Sponsor Getränke

Patengetränke

Förderung von Spitzenclubs durch die Alkoholindustrie. Feiern Sie eine coole Party mit Freunden in Ihrer eigenen Wohngemeinschaft und lassen Sie sich alle Getränke bezahlen: Der US-Getränkehersteller, der auch die Rechte zum Verkauf seiner Erfrischungsgetränke (alkoholfreie Getränke) in den Stadien erworben hatte, arbeitet am Beispiel des Wettbewerbsmarktes "Getränke". Alle Sponsoren haben ihre eigene Lounge oder Sitzecke.

Mein Fest, mein Sponsor, mein Freibier....</ i>.

Jetzt fördern Unternehmen kostenlose Getränke und nutzen das gegenseitige Vetrauen. Er ist kein Besucher, sondern sorgt dafür, dass die Getränke attraktiv inszeniert werden, denn die Party in Hamburg-Altona ist nur ein klassisches Studentenfest auf den ersten Blick. 2. Auf den zweiten Blick sieht man, dass statt dem gewohnten Durcheinander verschiedener Getränke in Kühlschrank und Wanne einheitliche Biere, Energy Drinks und Spirituosen - von den Getränkeherstellern gesponsort - in Kisten in den Küchen und Fluren gestapelt werden.

Der eine WG-Feier zelebriert, kann inzwischen Unternehmen um eine Spende in Getränkeform ersuchen. Patrik Häfner und Maximilian Hauck haben ein neues Business-Modell entwickelt: 2013 in München gegründet, können sich Studierende in 34 bundesdeutschen Großstädten jetzt im Internet für ihre Feier anmelden - wer zelebriert, wo mit wem und unter welchem Leitspruch?

"Wir wollen dafür sorgen, dass Klaus und Peter nicht nur da rumsitzen und die fünf Bierkisten entstauben, sondern dass es die jungen Menschen sind, die eine kühle Feier veranstalten wollen", erläutert Häfner. Unternehmen wie z. B. Heineken, Campari oder Red Bull sorgen nicht nur für die Getränke, sondern auch für die zielgruppengerechte Warenplatzierung.

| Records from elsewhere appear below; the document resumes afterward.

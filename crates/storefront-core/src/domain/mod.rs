//! Domain Layer
//!
//! Plain records persisted as JSON in browser storage.
//! No invariants beyond what the owning helper enforces on write.

mod attribution;
mod cart_item;
mod journey;
mod session;

pub use attribution::{AdPlatform, AttributionData, TrafficType};
pub use cart_item::{CartItem, CustomDesign};
pub use journey::{CustomerJourney, SessionSummary};
pub use session::{PageVisit, SessionData, TrackedEvent, CONVERSION_EVENTS};

/// Prefixed random identifier, e.g. `sess_5f0c...`
pub fn new_id(prefix: &str) -> String {
    format!("{}_{}", prefix, uuid::Uuid::new_v4().simple())
}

Nicht umsonst: "Wir bieten dem Wirt eine Kiste voll Wein an, so dass es aussieht, als würde er sie seinen Besuchern empfehlen", sagt er. Buzz Marketing - so nannte Katharina Hutter von der Universität Kiel diese Werbeform, auch Empfehlungsmarketing oder Empfehlungsmarketing genannt. "Man kann nur einen kleinen Teil der Information aufnehmen", so Katharina Hutter.

Deshalb entscheiden sich Unternehmen zunehmend für außergewöhnliche Marketingmethoden. Katharina Hutter zufolge verlassen sie sich in diesem Falle auf die Wirkung der Emotionalisierung. Dies geschieht zum Beispiel, wenn Menschen in festlicher Stimmung mit einem Drink beliefert werden. Wenn ihnen das Gerät zusagt, können sie es auf ihrer nächstfolgenden Feier anbieten und weiter vertreiben.